PROBLEM REQUIREMENTS
For this exercise, the reply is the listing below, reproduced exactly.

EXERCISE MATERIAL
• • • • • • •
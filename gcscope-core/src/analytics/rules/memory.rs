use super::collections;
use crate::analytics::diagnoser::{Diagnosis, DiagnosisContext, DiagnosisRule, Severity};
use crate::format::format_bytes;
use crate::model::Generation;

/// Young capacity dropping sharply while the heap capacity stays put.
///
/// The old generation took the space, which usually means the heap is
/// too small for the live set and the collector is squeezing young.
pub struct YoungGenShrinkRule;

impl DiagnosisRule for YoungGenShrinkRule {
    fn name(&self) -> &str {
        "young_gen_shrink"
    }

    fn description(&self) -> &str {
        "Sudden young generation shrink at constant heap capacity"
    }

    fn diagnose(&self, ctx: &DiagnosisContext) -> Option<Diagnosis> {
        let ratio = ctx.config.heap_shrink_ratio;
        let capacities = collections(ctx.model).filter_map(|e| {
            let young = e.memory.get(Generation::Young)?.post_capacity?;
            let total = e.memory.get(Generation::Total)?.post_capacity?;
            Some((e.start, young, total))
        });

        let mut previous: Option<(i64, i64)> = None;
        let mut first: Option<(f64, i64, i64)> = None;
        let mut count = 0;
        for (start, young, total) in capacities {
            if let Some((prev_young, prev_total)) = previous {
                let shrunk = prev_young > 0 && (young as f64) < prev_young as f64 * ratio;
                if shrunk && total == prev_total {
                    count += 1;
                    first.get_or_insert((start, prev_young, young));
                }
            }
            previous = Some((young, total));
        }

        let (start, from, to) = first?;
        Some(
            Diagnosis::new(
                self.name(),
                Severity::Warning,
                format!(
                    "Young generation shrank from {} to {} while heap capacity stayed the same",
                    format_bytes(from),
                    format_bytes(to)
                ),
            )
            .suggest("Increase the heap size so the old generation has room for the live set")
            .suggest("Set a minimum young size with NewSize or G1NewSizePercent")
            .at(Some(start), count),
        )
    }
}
• • • • • • •
COMPLETED EXERCISE
filename gcscope-core/src/analytics/rules/memory.rs
use super::collections;
use crate::analytics::diagnoser::{Diagnosis, DiagnosisContext, DiagnosisRule, Severity};
use crate::format::format_bytes;
use crate::model::Generation;

/// Young capacity dropping sharply while the heap capacity stays put.
///
/// The old generation took the space, which usually means the heap is
/// too small for the live set and the collector is squeezing young.
pub struct YoungGenShrinkRule;

impl DiagnosisRule for YoungGenShrinkRule {
    fn name(&self) -> &str {
        "young_gen_shrink"
    }

    fn description(&self) -> &str {
        "Sudden young generation shrink at constant heap capacity"
    }

    fn diagnose(&self, ctx: &DiagnosisContext) -> Option<Diagnosis> {
        let ratio = ctx.config.heap_shrink_ratio;
        let capacities = collections(ctx.model).filter_map(|e| {
            let young = e.memory.get(Generation::Young)?.post_capacity?;
            let total = e.memory.get(Generation::Total)?.post_capacity?;
            Some((e.start, young, total))
        });

        let mut previous: Option<(i64, i64)> = None;
        let mut first: Option<(f64, i64, i64)> = None;
        let mut count = 0;
        for (start, young, total) in capacities {
            if let Some((prev_young, prev_total)) = previous {
                let shrunk = prev_young > 0 && (young as f64) < prev_young as f64 * ratio;
                if shrunk && total == prev_total {
                    count += 1;
                    first.get_or_insert((start, prev_young, young));
                }
            }
            previous = Some((young, total));
        }

        let (start, from, to) = first?;
        Some(
            Diagnosis::new(
                self.name(),
                Severity::Warning,
                format!(
                    "Young generation shrank from {} to {} while heap capacity stayed the same",
                    format_bytes(from),
                    format_bytes(to)
                ),
            )
            .suggest("Increase the heap size so the old generation has room for the live set")
            .suggest("Set a minimum young size with NewSize or G1NewSizePercent")
            .at(Some(start), count),
        )
    }
}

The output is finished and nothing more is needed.